Strategy Informer: With the customization system, different items you equip make certain elements stronger or weaker for your avatar. Is this an attempt to emulate class archetypes? Like Tank, DPS, Healer etc… John Hargelid:
Not necessarily to go with classic roles or anything, but it is to add an additional layer to the game, which requires more skill. As you progress through the game, at the beginning they may not change things that much, but as you get better items then you’ll see certain elements improved a lot. What this gives you is... because everyone will see at the start of a match what the other side is strong and weak against. So I can basically look at the enemy team, and if I’ve improved, say, my fire-element, I can look to see if there’s any specific opponents who are weak against fire, and then in theory I could follow them around for the whole round. In return, they could then just shield fire to counter that, and then I have to think of another counter. It’s like a game of Rock,Paper,Scissors just with 107 odd combinations. Strategy Informer: Wizard Wars is your first title, but what’s Paradox North’s ‘thing’? What is it you guys are going to be doing in general? John Hargelid:
To me, we’ve only been around for about a year, so as a team we’re still just working things out. But when I sat down with Fred and talked about the studio’s focused, we agreed that it was going to be online, that it was going to be action gaming... comparing to our sister studio that focuses solely on grand-strategy games. IP-wise, it just made sense to start out with Magicka, it’s a very strong IP for Paradox. Who knows what game No. 2 for Paradox North will be. I don’t expect it to be one of our existing IP’s necessarily. Strategy Informer: You’ve talked about wanting to create a lot of online experiences, and Paradox has already come out with a few other good ones over the past year. A few years ago the company experimented with their own platform – Paradox Connect. Would you want to revisit that? John Hargelid:
Part of our philosophy is to develop our games with the community. If we want to revisit Paradox Connect, I mean there are a lot of other publishers, it takes time to build something called a ‘Platform’. We’re not out to build a prestige project just for the sake of it. We’ve learned from that experience, and we’ve tried to build whatever online things make sense to create a better gaming experience. In one sense we’ve already taken the first step with the Magicka Tablet experience. When you go online with that, you use our matchmaking as there wasn’t anything else at the time to use... what that means though is that you had to create a Paradox Account. With Wizard Wars, you’ll be able to log-in with that same account. It’s not a platform, it’s just an email and a password. Strategy Informer: Your own personal background; you used to work at DICE, right? With Gordon? What was the one lesson or philosophy that you learned at DICE that you’ve carried with you. John Hargelid:
I think the number one thing that I always think about from my time at DICE is to create a team spirit. You’re there to help each other out, you’re there to obviously learn from mistakes. You don’t let your pride go before the team. If you do something great then you deserve all the credit, but it can’t be the most important thing. The game has to be the most important thing. Team Spirit and encourage each other, even encourage them to make mistakes, so long as you learn from them.

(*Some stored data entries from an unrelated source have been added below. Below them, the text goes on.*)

#![allow(dead_code)]

use proptest::prelude::*;
use proptest::test_runner::{Config as ProptestConfig, FileFailurePersistence};

use trifold::dataset::{ClassGrouping, ClassLabel, ImageRecord};

pub fn proptest_config() -> ProptestConfig {
    let cases = std::env::var("PROPTEST_CASES")
        .ok()
        .and_then(|v| v.parse::<u32>().ok())
        .unwrap_or(64);

    let mut config = ProptestConfig::with_failure_persistence(FileFailurePersistence::WithSource(
        "proptest-regressions",
    ));
    config.cases = cases;
    config.max_shrink_iters = 1024;
    config
}

/// A grouping with up to `max_classes` distinct labels and up to
/// `max_per_class` records each (possibly zero). Records carry synthetic
/// paths; nothing here touches the disk.
pub fn arb_grouping(
    max_classes: usize,
    max_per_class: usize,
) -> impl Strategy<Value = ClassGrouping> {
    prop::collection::btree_map("[a-z]{1,8}", 0..=max_per_class, 1..=max_classes).prop_map(
        |counts| {
            let mut grouping = ClassGrouping::new();
            for (label, count) in counts {
                let class = ClassLabel::new(label.as_str());
                grouping.groups.entry(class.clone()).or_default();
                for i in 0..count {
                    let file_name = format!("{label}_{i:04}.jpg");
                    let record = ImageRecord::new(format!("/data/{file_name}"), file_name);
                    grouping.insert(class.clone(), record);
                }
            }
            grouping
        },
    )
}

/// Ratio pairs whose sum never exceeds 1.0.
pub fn arb_ratios() -> impl Strategy<Value = (f64, f64)> {
    (0.0..=1.0f64).prop_flat_map(|train| (Just(train), 0.0..=(1.0 - train)))
}
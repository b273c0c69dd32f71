//! Source inspection and statistics.
//!
//! Inspection runs the same scan a split would, then reports what it found
//! without copying anything: class distribution, skip diagnostics, and
//! optionally the pixel dimensions of the matched images.

mod report;

pub use report::{
    ClassCount, ClassesSection, DimensionStats, InspectReport, SkipCount, SummarySection,
};

use std::path::Path;

use crate::dataset::{scan_source, ClassGrouping, LabelMap, SkippedRecord, SourceLayout};
use crate::error::TrifoldError;

/// Options for source inspection.
#[derive(Clone, Debug)]
pub struct InspectOptions {
    /// Number of top classes to show in the histogram.
    pub top_labels: usize,
    /// Width of histogram bars (in characters).
    pub bar_width: usize,
    /// Probe matched images for pixel dimensions.
    pub probe_dimensions: bool,
}

impl Default for InspectOptions {
    fn default() -> Self {
        Self {
            top_labels: 10,
            bar_width: 20,
            probe_dimensions: false,
        }
    }
}

/// Inspect a source directory and produce a detailed report.
///
/// Uses the same layout handling and pairing rules as a split run, so the
/// numbers here are exactly what a split of the same source would see.
pub fn inspect_source(
    root: &Path,
    layout: SourceLayout,
    label_map: &LabelMap,
    opts: &InspectOptions,
) -> Result<InspectReport, TrifoldError> {
    let outcome = scan_source(root, layout, label_map)?;

    let summary = SummarySection {
        records: outcome.grouping.record_count(),
        classes: outcome.grouping.class_count(),
        named_classes: label_map.len(),
        skipped: outcome.skipped.len(),
    };

    let classes = compute_classes(&outcome.grouping, opts.top_labels);
    let skip_counts = compute_skip_counts(&outcome.skipped);

    let dimensions = if opts.probe_dimensions {
        Some(probe_dimensions(&outcome.grouping))
    } else {
        None
    };

    Ok(InspectReport {
        source: root.to_path_buf(),
        layout: layout.name().to_string(),
        label_source: label_map.source().to_string(),
        summary,
        classes,
        skip_counts,
        dimensions,
        bar_width: opts.bar_width,
    })
}

/// Compute the class distribution histogram.
fn compute_classes(grouping: &ClassGrouping, top_n: usize) -> ClassesSection {
    let mut counts: Vec<ClassCount> = grouping
        .groups
        .iter()
        .map(|(label, records)| ClassCount {
            label: label.as_str().to_string(),
            count: records.len(),
        })
        .collect();

    // Sort by count descending, then by name ascending for deterministic output
    counts.sort_by(|a, b| b.count.cmp(&a.count).then_with(|| a.label.cmp(&b.label)));

    let total_distinct = counts.len();
    let total_records = grouping.record_count();
    let other_count = counts.iter().skip(top_n).map(|c| c.count).sum();
    counts.truncate(top_n);

    ClassesSection {
        top_n,
        total_distinct,
        total_records,
        entries: counts,
        other_count,
    }
}

fn compute_skip_counts(skipped: &[SkippedRecord]) -> Vec<SkipCount> {
    let mut counts: Vec<SkipCount> = Vec::new();

    for skip in skipped {
        match counts.iter_mut().find(|entry| entry.reason == skip.reason) {
            Some(entry) => entry.count += 1,
            None => counts.push(SkipCount {
                reason: skip.reason,
                count: 1,
            }),
        }
    }

    counts.sort_by(|a, b| b.count.cmp(&a.count).then_with(|| a.reason.cmp(&b.reason)));
    counts
}

fn probe_dimensions(grouping: &ClassGrouping) -> DimensionStats {
    let mut stats = DimensionStats::default();

    for records in grouping.groups.values() {
        for record in records {
            match imagesize::size(&record.path) {
                Ok(size) => stats.observe(size.width, size.height),
                Err(_) => stats.failed += 1,
            }
        }
    }

    stats
}

#[cfg(test)]
mod tests {
    use super::*;
    use crate::dataset::{ClassLabel, ImageRecord, SkipReason};
    use std::fs;
    use tempfile::tempdir;

    fn grouping_with(counts: &[(&str, usize)]) -> ClassGrouping {
        let mut grouping = ClassGrouping::new();
        for (label, count) in counts {
            for i in 0..*count {
                grouping.insert(
                    ClassLabel::new(*label),
                    ImageRecord::new(format!("/data/{label}/img{i}.jpg"), format!("img{i}.jpg")),
                );
            }
        }
        grouping
    }

    #[test]
    fn test_classes_sorted_by_count_then_name() {
        let section = compute_classes(&grouping_with(&[("b", 5), ("a", 5), ("c", 9)]), 10);

        let order: Vec<&str> = section
            .entries
            .iter()
            .map(|entry| entry.label.as_str())
            .collect();
        assert_eq!(order, vec!["c", "a", "b"]);
        assert_eq!(section.total_records, 19);
        assert_eq!(section.other_count, 0);
    }

    #[test]
    fn test_classes_beyond_top_n_fold_into_other() {
        let section = compute_classes(&grouping_with(&[("a", 9), ("b", 5), ("c", 3)]), 2);

        assert_eq!(section.entries.len(), 2);
        assert_eq!(section.total_distinct, 3);
        assert_eq!(section.other_count, 3);
    }

    #[test]
    fn test_skip_counts_aggregate_by_reason() {
        let skipped = vec![
            SkippedRecord::new("/a.jpg", SkipReason::MissingAnnotation),
            SkippedRecord::new("/b.jpg", SkipReason::EmptyAnnotation),
            SkippedRecord::new("/c.jpg", SkipReason::MissingAnnotation),
        ];

        let counts = compute_skip_counts(&skipped);
        assert_eq!(counts.len(), 2);
        assert_eq!(counts[0].reason, SkipReason::MissingAnnotation);
        assert_eq!(counts[0].count, 2);
        assert_eq!(counts[1].count, 1);
    }

    #[test]
    fn test_inspect_source_end_to_end() {
        let dir = tempdir().expect("tempdir");
        for i in 0..3 {
            fs::write(dir.path().join(format!("img{i}.jpg")), b"x").expect("write");
            fs::write(dir.path().join(format!("img{i}.txt")), "0 0.5 0.5 0.1 0.1\n")
                .expect("write");
        }
        fs::write(dir.path().join("stray.jpg"), b"x").expect("write");

        let report = inspect_source(
            dir.path(),
            SourceLayout::Flat,
            &LabelMap::empty(),
            &InspectOptions::default(),
        )
        .expect("inspect");

        assert_eq!(report.summary.records, 3);
        assert_eq!(report.summary.classes, 1);
        assert_eq!(report.summary.skipped, 1);
        assert_eq!(report.classes.entries[0].label, "class_0");
        assert!(report.dimensions.is_none());
    }

    #[test]
    fn test_dimension_probe_counts_unreadable_files() {
        let dir = tempdir().expect("tempdir");
        fs::write(dir.path().join("img0.jpg"), b"not really an image").expect("write");
        fs::write(dir.path().join("img0.txt"), "0 0.5 0.5 0.1 0.1\n").expect("write");

        let opts = InspectOptions {
            probe_dimensions: true,
            ..InspectOptions::default()
        };
        let report =
            inspect_source(dir.path(), SourceLayout::Flat, &LabelMap::empty(), &opts)
                .expect("inspect");

        let dims = report.dimensions.expect("probed");
        assert_eq!(dims.probed, 0);
        assert_eq!(dims.failed, 1);
    }
}
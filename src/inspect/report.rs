//! Inspect report types and terminal formatting.
//!
//! This module provides rich, structured inspection results that are
//! displayed beautifully in the terminal.

use serde::Serialize;
use std::fmt;
use std::path::PathBuf;

use crate::dataset::SkipReason;

/// The result of inspecting a source directory.
#[derive(Clone, Debug, Serialize)]
pub struct InspectReport {
    /// The directory that was scanned.
    pub source: PathBuf,

    /// Detected or forced source layout name.
    pub layout: String,

    /// Where class names came from.
    pub label_source: String,

    /// Summary counts for the scan.
    pub summary: SummarySection,

    /// Class distribution histogram.
    pub classes: ClassesSection,

    /// Skip counts by reason, descending.
    pub skip_counts: Vec<SkipCount>,

    /// Pixel dimension statistics, when probing was requested.
    pub dimensions: Option<DimensionStats>,

    /// Display options for formatting.
    #[serde(skip)]
    pub(crate) bar_width: usize,
}

/// Summary counts for the scan.
#[derive(Clone, Debug, Default, Serialize)]
pub struct SummarySection {
    /// Image records that matched a class.
    pub records: usize,

    /// Distinct classes among the matched records.
    pub classes: usize,

    /// Classes with an explicit name in the label map.
    pub named_classes: usize,

    /// Images discovered but excluded.
    pub skipped: usize,
}

/// Class distribution section.
#[derive(Clone, Debug, Serialize)]
pub struct ClassesSection {
    /// How many top classes to show.
    pub top_n: usize,

    /// Total distinct classes seen.
    pub total_distinct: usize,

    /// Total matched records counted.
    pub total_records: usize,

    /// Top class entries (sorted by count descending).
    pub entries: Vec<ClassCount>,

    /// Sum of counts for classes not in the top N.
    pub other_count: usize,
}

/// A single class with its record count.
#[derive(Clone, Debug, Serialize)]
pub struct ClassCount {
    /// The class label.
    pub label: String,

    /// Number of matched records with this label.
    pub count: usize,
}

/// Skip count for one reason.
#[derive(Clone, Copy, Debug, Serialize)]
pub struct SkipCount {
    /// Why records were excluded.
    pub reason: SkipReason,

    /// How many records this reason excluded.
    pub count: usize,
}

/// Pixel dimension statistics over the matched images.
#[derive(Clone, Copy, Debug, Default, Serialize)]
pub struct DimensionStats {
    /// Images whose dimensions could be read.
    pub probed: usize,

    /// Images whose dimensions could not be read.
    pub failed: usize,

    /// Minimum width in pixels, if any image was probed.
    pub min_width: Option<usize>,

    /// Maximum width in pixels.
    pub max_width: Option<usize>,

    /// Minimum height in pixels.
    pub min_height: Option<usize>,

    /// Maximum height in pixels.
    pub max_height: Option<usize>,
}

impl DimensionStats {
    /// Folds one successfully probed image into the stats.
    pub fn observe(&mut self, width: usize, height: usize) {
        self.probed += 1;
        self.min_width = Some(self.min_width.map_or(width, |m| m.min(width)));
        self.max_width = Some(self.max_width.map_or(width, |m| m.max(width)));
        self.min_height = Some(self.min_height.map_or(height, |m| m.min(height)));
        self.max_height = Some(self.max_height.map_or(height, |m| m.max(height)));
    }
}

impl fmt::Display for InspectReport {
    fn fmt(&self, f: &mut fmt::Formatter<'_>) -> fmt::Result {
        // Header
        writeln!(f)?;
        writeln!(f, "╭{}╮", "─".repeat(59))?;
        writeln!(f, "│{:^59}│", "📊  Source Inspection Report")?;
        writeln!(f, "╰{}╯", "─".repeat(59))?;
        writeln!(f)?;

        self.fmt_summary(f)?;
        writeln!(f)?;

        self.fmt_classes(f)?;

        if !self.skip_counts.is_empty() {
            writeln!(f)?;
            self.fmt_skips(f)?;
        }

        if let Some(dims) = &self.dimensions {
            writeln!(f)?;
            fmt_dimensions(f, dims)?;
        }

        Ok(())
    }
}

impl InspectReport {
    fn fmt_summary(&self, f: &mut fmt::Formatter<'_>) -> fmt::Result {
        let s = &self.summary;

        box_top(f, "Summary")?;
        box_row(f, "")?;
        box_row(
            f,
            &format!("Source:       {}", truncate_label(&self.source.display().to_string(), 42)),
        )?;
        box_row(f, &format!("Layout:       {}", self.layout))?;
        box_row(
            f,
            &format!("Class names:  {}", truncate_label(&self.label_source, 42)),
        )?;
        box_row(f, "")?;
        box_row(f, &format!("Records:      {:>8}", format_number(s.records)))?;
        box_row(f, &format!("Classes:      {:>8}", format_number(s.classes)))?;
        if s.named_classes > 0 {
            box_row(
                f,
                &format!("Named:        {:>8}", format_number(s.named_classes)),
            )?;
        }
        box_row(f, &format!("Skipped:      {:>8}", format_number(s.skipped)))?;
        box_row(f, "")?;
        box_bottom(f)
    }

    fn fmt_classes(&self, f: &mut fmt::Formatter<'_>) -> fmt::Result {
        let c = &self.classes;

        let header = if c.total_distinct > c.top_n {
            format!("Classes (top {} of {})", c.top_n, c.total_distinct)
        } else {
            format!("Classes ({})", c.total_distinct)
        };

        box_top(f, &header)?;
        box_row(f, "")?;

        if c.entries.is_empty() {
            box_row(f, "No matched records.")?;
        } else {
            let max_count = c.entries.iter().map(|e| e.count).max().unwrap_or(1);

            for entry in &c.entries {
                self.fmt_histogram_row(f, &entry.label, entry.count, max_count)?;
            }

            if c.other_count > 0 {
                self.fmt_histogram_row(f, "(other)", c.other_count, max_count)?;
            }
        }

        box_row(f, "")?;
        box_bottom(f)
    }

    fn fmt_histogram_row(
        &self,
        f: &mut fmt::Formatter<'_>,
        label: &str,
        count: usize,
        max_count: usize,
    ) -> fmt::Result {
        let pct = if self.classes.total_records > 0 {
            (count as f64 / self.classes.total_records as f64) * 100.0
        } else {
            0.0
        };

        let bar = render_bar(count, max_count, self.bar_width);
        box_row(
            f,
            &format!(
                "{:<16} {:>7} {:>5.1}%  {}",
                truncate_label(label, 16),
                format_number(count),
                pct,
                bar
            ),
        )
    }

    fn fmt_skips(&self, f: &mut fmt::Formatter<'_>) -> fmt::Result {
        box_top(f, "Skipped")?;
        box_row(f, "")?;

        for skip in &self.skip_counts {
            box_row(
                f,
                &format!(
                    "{:<32} {:>7}",
                    skip.reason.describe(),
                    format_number(skip.count)
                ),
            )?;
        }

        box_row(f, "")?;
        box_bottom(f)
    }
}

fn fmt_dimensions(f: &mut fmt::Formatter<'_>, dims: &DimensionStats) -> fmt::Result {
    box_top(f, "Dimensions")?;
    box_row(f, "")?;

    if dims.probed == 0 && dims.failed == 0 {
        box_row(f, "No images probed.")?;
    } else {
        box_row(f, &format!("Probed:       {:>8}", format_number(dims.probed)))?;
        if dims.failed > 0 {
            box_row(
                f,
                &format!("Unreadable:   {:>8}", format_number(dims.failed)),
            )?;
        }

        if let (Some(min_w), Some(max_w), Some(min_h), Some(max_h)) = (
            dims.min_width,
            dims.max_width,
            dims.min_height,
            dims.max_height,
        ) {
            box_row(f, "")?;
            box_row(
                f,
                &format!("Width  (px):   min {:>6}    max {:>6}", min_w, max_w),
            )?;
            box_row(
                f,
                &format!("Height (px):   min {:>6}    max {:>6}", min_h, max_h),
            )?;
        }
    }

    box_row(f, "")?;
    box_bottom(f)
}

fn box_top(f: &mut fmt::Formatter<'_>, title: &str) -> fmt::Result {
    writeln!(
        f,
        "┌─ {} {}┐",
        title,
        "─".repeat(56usize.saturating_sub(title.len()))
    )
}

fn box_row(f: &mut fmt::Formatter<'_>, content: &str) -> fmt::Result {
    writeln!(f, "│   {:<56}│", content)
}

fn box_bottom(f: &mut fmt::Formatter<'_>) -> fmt::Result {
    writeln!(f, "└{}┘", "─".repeat(59))
}

/// Format a number with thousands separators.
fn format_number(n: usize) -> String {
    let s = n.to_string();
    let mut result = String::new();
    for (i, c) in s.chars().rev().enumerate() {
        if i > 0 && i % 3 == 0 {
            result.push(',');
        }
        result.push(c);
    }
    result.chars().rev().collect()
}

/// Render a horizontal bar using Unicode block characters.
fn render_bar(count: usize, max_count: usize, width: usize) -> String {
    if max_count == 0 || width == 0 {
        return String::new();
    }

    let filled = (count * width) / max_count;
    let filled = filled.min(width); // Clamp to width

    "█".repeat(filled) + &"░".repeat(width - filled)
}

/// Truncate a label to fit in the display column.
fn truncate_label(label: &str, max_len: usize) -> String {
    if label.chars().count() <= max_len {
        label.to_string()
    } else {
        let kept: String = label.chars().take(max_len - 1).collect();
        format!("{kept}…")
    }
}
//! Fuzz target for classes.txt parsing.
//!
//! This fuzzer feeds arbitrary UTF-8 content to the classes.txt parser,
//! checking for panics, crashes, or hangs.

#![no_main]

use libfuzzer_sys::fuzz_target;
use trifold::dataset::fuzz_parse_classes_txt;

fuzz_target!(|data: &[u8]| {
    if data.len() > 10 * 1024 * 1024 {
        return;
    }

    let Ok(content) = std::str::from_utf8(data) else {
        return;
    };

    fuzz_parse_classes_txt(content);
});
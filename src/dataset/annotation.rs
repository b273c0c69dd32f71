//! Annotation-file parsing.
//!
//! Annotations are YOLO-style `.txt` sidecars. Only the first token of the
//! first line matters here: it is the raw class index that decides which
//! class the paired image belongs to. Box coordinates on the rest of the
//! line are ignored.

/// Extracts the raw class token from an annotation file's content.
///
/// Returns `None` for an empty file or a first line with no tokens; callers
/// treat that as a skippable record, never an error.
pub fn primary_class_token(content: &str) -> Option<&str> {
    let first_line = content.lines().next()?;
    first_line.split_whitespace().next()
}

/// Fuzzing entry point for `primary_class_token`.
#[cfg(feature = "fuzzing")]
pub fn fuzz_primary_class_token(content: &str) {
    let _ = primary_class_token(content);
}
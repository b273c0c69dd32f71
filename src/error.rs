use std::path::PathBuf;
use thiserror::Error;

use crate::check::CheckReport;

/// The main error type for trifold operations.
#[derive(Debug, Error)]
pub enum TrifoldError {
    #[error("IO error: {0}")]
    Io(#[from] std::io::Error),

    #[error("Source path {path} is not a directory")]
    SourceNotADirectory { path: PathBuf },

    #[error("Failed while scanning {path}: {message}")]
    Scan { path: PathBuf, message: String },

    #[error("Failed to read class names from {path}: {source}")]
    LabelFileRead {
        path: PathBuf,
        #[source]
        source: std::io::Error,
    },

    #[error("Failed to parse class names from {path}: {source}")]
    LabelFileParse {
        path: PathBuf,
        #[source]
        source: serde_yaml::Error,
    },

    #[error("No usable image records found in {path}")]
    EmptyDataset { path: PathBuf },

    #[error("Invalid split fractions: {message}")]
    InvalidSplitFractions { message: String },

    #[error("Failed to copy {src} to {dest}: {source}")]
    CopyFailed {
        src: PathBuf,
        dest: PathBuf,
        #[source]
        source: std::io::Error,
    },

    #[error("Failed to serialize report as JSON: {0}")]
    ReportJson(#[from] serde_json::Error),

    #[error("Check failed with {error_count} error(s) and {warning_count} warning(s)")]
    CheckFailed {
        error_count: usize,
        warning_count: usize,
        report: CheckReport,
    },

    #[error("Unsupported option: {0}")]
    UnsupportedOption(String),
}
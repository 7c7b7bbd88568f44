//! Utility modules shared by both maintenance commands.

pub mod date;
pub mod exec;
pub mod fs;
pub mod plural;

Strategy Informer: It’s amusing that you talk about team work and encouragement, when your debut title emerged from the idea of deliberately stabbing your teammates in the back by blowing them up in amusing/creative ways. John Hargelid:
Well you know, you’ve got to let your frustrations out somewhere! Thanks to Jon for taking the time to talk to us. Magicka: Wizard Wars will be reigning down on PC’s everywhere sometime this Winter.